24 hours to save jobs – new analysis shows high street still under strain in South East, including Portsmouth as 1,216, 600 furloughed workers start losing support in a matter of hours.
Three weeks ago, Stephen Morgan MP released a statement outlining his response to damning stats showing how many people have fallen through the gaps in government support across the region. New data today shows that even in the short time since then, things have become markedly worse.
Analysis released today by the Labour Party shows:
- Footfall for key high street businesses is still down 40% on pre-pandemic levels in the UK
- 43.7% of businesses in the hardest hit sector still report being temporarily closed
- 1,216,600 furloughed workers in the South East begin losing support in a matter of hours – making it a 7.1% increase in just a few weeks
New analysis by the Labour Party shows many businesses in the South East still face significant challenges due to coronavirus.
Google mobility data shows that footfall for retail and recreation businesses, including restaurants, cafes, museums and cinemas, is down 45% in Portsmouth compared to pre-pandemic levels. Meanwhile, footfall on public transport and around workplaces is still down 18%.
Meanwhile, the latest ONS data shows some firms have still not reopened, whilst a large number of those that have report lower turnover.
A fifth of businesses in the food and accommodation sector have still not been able to reopen, including nearly 30% of SMEs. 43% of businesses in the arts, entertainment and recreation sector are also still temporarily closed, including nearly half of SMEs.
Meanwhile, of those that have opened, 84% in food and accommodation and 72% in arts and entertainment report reduced turnover from pre-pandemic levels.
Stephen Morgan MP said: “Hardworking Portsmouth people, through no fault of their own, have fallen through the substantial gaps in government support. From the self-employed to new businesses, people from a variety of occupations are facing financial turmoil.
The marked deterioration of the state of employment in our region, even just over the last two weeks, is a testament to the fact more must be done.
The government was too slow into lockdown, too slow on testing, now its too slow to protect jobs. That is why I support Labour’s 5-point plan that will fight for jobs, back our businesses, leave no-one behind, keep workers safe and drive up job creation”

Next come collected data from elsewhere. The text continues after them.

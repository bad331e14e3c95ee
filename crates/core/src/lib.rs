use std::collections::BTreeMap;

use chrono::{DateTime, Utc};
use serde::{Deserialize, Serialize};

pub const PARTITION_ALL_KEY: &str = "index.all";
pub const PARTITION_USAGE_KEY: &str = "index.usage.data";
pub const BATCH_USER_PREFIX: &str = "index.usage.data.batch.user";
pub const SINGLE_USER_PREFIX: &str = "index.usage.data.user";

#[derive(Debug, Clone, PartialEq, Eq, Serialize, Deserialize)]
pub struct UsageRecord {
    pub id: String,
    pub user_id: String,
    pub username: String,
    pub total: u64,
    #[serde(rename = "time")]
    pub measured_at: DateTime<Utc>,
    pub last_modified: DateTime<Utc>,
}

#[derive(Debug, Clone, PartialEq, Eq, Hash, Serialize, Deserialize)]
pub struct BatchBound {
    pub start: String,
    pub end: String,
}

impl BatchBound {
    pub fn new(start: impl Into<String>, end: impl Into<String>) -> Self {
        Self {
            start: start.into(),
            end: end.into(),
        }
    }

    pub fn contains(&self, username: &str) -> bool {
        self.start.as_str() <= username && username <= self.end.as_str()
    }
}

pub type AggregatedUsage = BTreeMap<String, u64>;

#[derive(Debug, Clone, PartialEq, Eq)]
pub struct UsernameFormat {
    domain: String,
}

impl UsernameFormat {
    pub fn new(domain: &str) -> Self {
        Self {
            domain: domain.trim_matches('@').to_string(),
        }
    }

    pub fn suffix(&self) -> String {
        format!("@{}", self.domain)
    }

    /// Replaces any existing domain with the configured one.
    pub fn qualify(&self, username: &str) -> String {
        let bare = match username.find('@') {
            Some(idx) => &username[..idx],
            None => username,
        };
        format!("{}@{}", bare, self.domain)
    }

    pub fn unqualify<'a>(&self, username: &'a str) -> &'a str {
        username
            .strip_suffix(self.suffix().as_str())
            .unwrap_or(username)
    }

    pub fn is_qualified(&self, username: &str) -> bool {
        username.contains('@')
    }
}

pub fn is_boundary_rank(n: u64, batch_size: u64) -> bool {
    batch_size > 0 && (n % batch_size == 0 || (n - 1) % batch_size == 0)
}

/// Pairs boundary usernames selected by rank into inclusive bounds.
///
/// `boundaries` must contain every rank for which [`is_boundary_rank`] holds
/// plus `max_rank` itself. The last bound is closed by the maximal username
/// even when it holds fewer than `batch_size` users.
pub fn pair_bounds(
    boundaries: &BTreeMap<u64, String>,
    max_rank: u64,
    batch_size: u64,
) -> Vec<BatchBound> {
    let mut bounds = Vec::new();
    if max_rank == 0 || batch_size == 0 {
        return bounds;
    }
    let last = match boundaries.get(&max_rank) {
        Some(name) => name,
        None => return bounds,
    };
    let mut lower = 1u64;
    while lower <= max_rank {
        let upper_rank = lower + batch_size - 1;
        let start = match boundaries.get(&lower) {
            Some(name) => name,
            None => break,
        };
        let end = if upper_rank >= max_rank {
            last
        } else {
            match boundaries.get(&upper_rank) {
                Some(name) => name,
                None => last,
            }
        };
        bounds.push(BatchBound::new(start.clone(), end.clone()));
        lower += batch_size;
    }
    bounds
}

#[derive(Debug, Clone, PartialEq, Eq)]
pub enum Trigger {
    PartitionAll,
    ReconcileBatch(BatchBound),
    ReconcileUser(String),
}

#[derive(Debug, thiserror::Error, PartialEq, Eq)]
pub enum TriggerParseError {
    #[error("unrecognized routing key {0}")]
    Unrecognized(String),
    #[error("batch routing key {0} must carry <start>.<end>")]
    MalformedBatch(String),
    #[error("user routing key {0} carries no username")]
    MissingUsername(String),
}

impl Trigger {
    pub fn parse(routing_key: &str) -> Result<Self, TriggerParseError> {
        if routing_key == PARTITION_ALL_KEY || routing_key == PARTITION_USAGE_KEY {
            return Ok(Self::PartitionAll);
        }
        if let Some(rest) = strip_key_prefix(routing_key, BATCH_USER_PREFIX) {
            return match rest.split_once('.') {
                Some((start, end)) if !start.is_empty() && !end.is_empty() => {
                    Ok(Self::ReconcileBatch(BatchBound::new(start, end)))
                }
                _ => Err(TriggerParseError::MalformedBatch(routing_key.to_string())),
            };
        }
        if let Some(rest) = strip_key_prefix(routing_key, SINGLE_USER_PREFIX) {
            if rest.is_empty() {
                return Err(TriggerParseError::MissingUsername(routing_key.to_string()));
            }
            return Ok(Self::ReconcileUser(rest.to_string()));
        }
        Err(TriggerParseError::Unrecognized(routing_key.to_string()))
    }

    pub fn routing_key(&self) -> String {
        match self {
            Self::PartitionAll => PARTITION_USAGE_KEY.to_string(),
            Self::ReconcileBatch(bound) => {
                format!("{}.{}.{}", BATCH_USER_PREFIX, bound.start, bound.end)
            }
            Self::ReconcileUser(username) => format!("{}.{}", SINGLE_USER_PREFIX, username),
        }
    }
}

fn strip_key_prefix<'a>(key: &'a str, prefix: &str) -> Option<&'a str> {
    key.strip_prefix(prefix)?.strip_prefix('.')
}

#[derive(Debug, Clone, PartialEq, Eq, Serialize, Deserialize)]
pub struct UsageChanged {
    pub attribute: String,
    pub value: String,
    pub unit: String,
    pub username: String,
    pub user_id: String,
}

impl From<&UsageRecord> for UsageChanged {
    fn from(record: &UsageRecord) -> Self {
        Self {
            attribute: "data.size".to_string(),
            value: record.total.to_string(),
            unit: "bytes".to_string(),
            username: record.username.clone(),
            user_id: record.user_id.clone(),
        }
    }
}

#[cfg(test)]
mod tests {
    use super::*;

    fn ranked(names: &[String], batch_size: u64) -> (BTreeMap<u64, String>, u64) {
        let mut boundaries = BTreeMap::new();
        let max_rank = names.len() as u64;
        for (idx, name) in names.iter().enumerate() {
            let n = idx as u64 + 1;
            if is_boundary_rank(n, batch_size) || n == max_rank {
                boundaries.insert(n, name.clone());
            }
        }
        (boundaries, max_rank)
    }

    fn users(count: usize) -> Vec<String> {
        (0..count).map(|idx| format!("user{:04}", idx)).collect()
    }

    #[test]
    fn pairs_250_users_into_three_batches() {
        let names = users(250);
        let (boundaries, max_rank) = ranked(&names, 100);
        let bounds = pair_bounds(&boundaries, max_rank, 100);
        assert_eq!(
            bounds,
            vec![
                BatchBound::new(names[0].clone(), names[99].clone()),
                BatchBound::new(names[100].clone(), names[199].clone()),
                BatchBound::new(names[200].clone(), names[249].clone()),
            ]
        );
    }

    #[test]
    fn bounds_partition_every_user_exactly_once() {
        for count in 1..40usize {
            let names = users(count);
            for batch_size in 1..12u64 {
                let (boundaries, max_rank) = ranked(&names, batch_size);
                let bounds = pair_bounds(&boundaries, max_rank, batch_size);
                for name in &names {
                    let hits = bounds.iter().filter(|bound| bound.contains(name)).count();
                    assert_eq!(hits, 1, "{} users, batch {}, {}", count, batch_size, name);
                }
                for pair in bounds.windows(2) {
                    assert!(pair[0].end < pair[1].start);
                }
            }
        }
    }

    #[test]
    fn single_user_and_oversized_batch_yield_one_bound() {
        let names = users(1);
        let (boundaries, max_rank) = ranked(&names, 100);
        assert_eq!(
            pair_bounds(&boundaries, max_rank, 100),
            vec![BatchBound::new("user0000", "user0000")]
        );

        let names = users(7);
        let (boundaries, max_rank) = ranked(&names, 7);
        assert_eq!(
            pair_bounds(&boundaries, max_rank, 7),
            vec![BatchBound::new("user0000", "user0006")]
        );
    }

    #[test]
    fn empty_namespace_has_no_bounds() {
        assert!(pair_bounds(&BTreeMap::new(), 0, 10).is_empty());
    }

    #[test]
    fn qualifies_and_unqualifies_usernames() {
        let format = UsernameFormat::new("@example.com");
        assert_eq!(format.qualify("alice"), "alice@example.com");
        assert_eq!(format.qualify("alice@other.org"), "alice@example.com");
        assert_eq!(format.unqualify("alice@example.com"), "alice");
        assert_eq!(format.unqualify("alice@other.org"), "alice@other.org");
        assert_eq!(format.unqualify("alice"), "alice");
    }

    #[test]
    fn parses_routing_keys() {
        assert_eq!(Trigger::parse("index.all"), Ok(Trigger::PartitionAll));
        assert_eq!(Trigger::parse("index.usage.data"), Ok(Trigger::PartitionAll));
        assert_eq!(
            Trigger::parse("index.usage.data.batch.user.alice.bob"),
            Ok(Trigger::ReconcileBatch(BatchBound::new("alice", "bob")))
        );
        assert_eq!(
            Trigger::parse("index.usage.data.user.carol"),
            Ok(Trigger::ReconcileUser("carol".to_string()))
        );
        assert!(matches!(
            Trigger::parse("index.usage.data.batch.user.alice"),
            Err(TriggerParseError::MalformedBatch(_))
        ));
        assert!(matches!(
            Trigger::parse("index.usage.data.user."),
            Err(TriggerParseError::MissingUsername(_))
        ));
        assert!(matches!(
            Trigger::parse("index.usage.other"),
            Err(TriggerParseError::Unrecognized(_))
        ));
    }

    #[test]
    fn routing_keys_parse_back() {
        let trigger = Trigger::ReconcileBatch(BatchBound::new("alice", "bob"));
        assert_eq!(Trigger::parse(&trigger.routing_key()), Ok(trigger));
    }
}
mod errors;
mod handlers;
mod middleware;
mod state;

use axum::{
    Router, middleware as axum_middleware,
    routing::{get, post},
};

pub use errors::HttpError;
pub use state::HttpState;

pub fn router(state: HttpState) -> Router<()> {
    let userdata = Router::new()
        .route("/current", get(handlers::current_usage))
        .route("/history", get(handlers::usage_history))
        .route("/update", post(handlers::update_usage));

    Router::new()
        .route("/", get(handlers::greeting))
        .nest("/:username/data", userdata)
        .fallback(handlers::not_found)
        .layer(axum_middleware::from_fn(middleware::trace_requests))
        .with_state(state)
}
use std::fs;
use std::path::PathBuf;

use usage_app::{AppConfig, DEFAULT_CONFIG_PATH};

const CONFIG_ENV: &str = "DATA_USAGE_CONFIG";

#[derive(Debug, Clone)]
pub struct ConfigLoad {
    pub config: AppConfig,
    pub file: PathBuf,
    pub created: bool,
}

/// Reads the config at `--config`, `$DATA_USAGE_CONFIG` or the default path,
/// writing a default file first when none exists.
pub fn load_or_create(explicit: Option<PathBuf>) -> Result<ConfigLoad, String> {
    let file = explicit
        .or_else(|| std::env::var_os(CONFIG_ENV).map(PathBuf::from))
        .unwrap_or_else(|| PathBuf::from(DEFAULT_CONFIG_PATH));

    if file.exists() {
        let config = AppConfig::load(&file)
            .map_err(|err| format!("load config {}: {}", file.display(), err))?;
        return Ok(ConfigLoad {
            config,
            file,
            created: false,
        });
    }

    if let Some(dir) = file.parent().filter(|dir| !dir.as_os_str().is_empty()) {
        fs::create_dir_all(dir)
            .map_err(|err| format!("create config dir {}: {}", dir.display(), err))?;
    }
    let config = AppConfig::default();
    let contents = config
        .to_toml_string()
        .map_err(|err| format!("serialize config: {}", err))?;
    fs::write(&file, contents)
        .map_err(|err| format!("write config {}: {}", file.display(), err))?;

    Ok(ConfigLoad {
        config,
        file,
        created: true,
    })
}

In under 24 hours, these firms begin losing support from the Job Retention Scheme and will have to start meeting some of the cost of non-working hours for any retained employees (either fully or partially furloughed).
This change risks handing furloughed workers In the South East their P45;
- 1, 216, 600, people have been furloughed an increase from 1,035,400 – equivalent to 29% of the workforce
- 203, 400 workers in the food and accommodation, equivalent to 72% of the workforce
- 73, 500 workers in arts, entertainment and recreation, equivalent to 69% of the workforce
While the arts and food sectors have seen an increase in output over the last few weeks, this is solely down to an easing of lockdown restrictions. Many still reserve concerns that businesses will not survive unless more comprehensive support is offered by government.
Labour’s Shadow Chancellor Anneliese Dodds MP said: “The Chancellor’s refusal to abandon his one-size-fits-all withdrawal of furlough is an historic mistake that risks a python-like squeeze on jobs in the worst-hit sectors. The reward for months of hard work and sacrifice by the British people cannot be a P45.
It’s not too late for the Chancellor to see sense, change course and support the businesses and sectors that need it most. But even if he does, there is still much to do.
That’s why Labour is today launching the Jobs Jobs Jobs campaign – to offer concrete, constructive proposals that would protect the economy and people’s livelihoods.”
Labour is calling on the government to reverse course and extend the furlough scheme so that it supports jobs in the worst-hit sectors and targets aid to struggling industries.
This would put the UK in line with other major developed democracies, with many extending their versions of the Job Retention Scheme or similar wage subsidy schemes:
- France announced in July that their emergency wage subsidy scheme would operate for up to two years.
- Germany already benefited from an existing wage subsidy or ‘short-time’ work scheme, introduced after the financial crisis to prevent unemployment during downturns. The scheme was expanded in March, with these changes lasting until the end of the year. Workers can receive a subsidy for up to a year, meaning the government will be subsidising wages well into 2021.
- Australia recently announced that its Job Keeper wage subsidy scheme would be extended until March 2021 for the worst affected firms. The scheme was due to end in September and is still open to new claims.
- Ireland announced last week that its temporary wage subsidy scheme would remain in place until March 2021.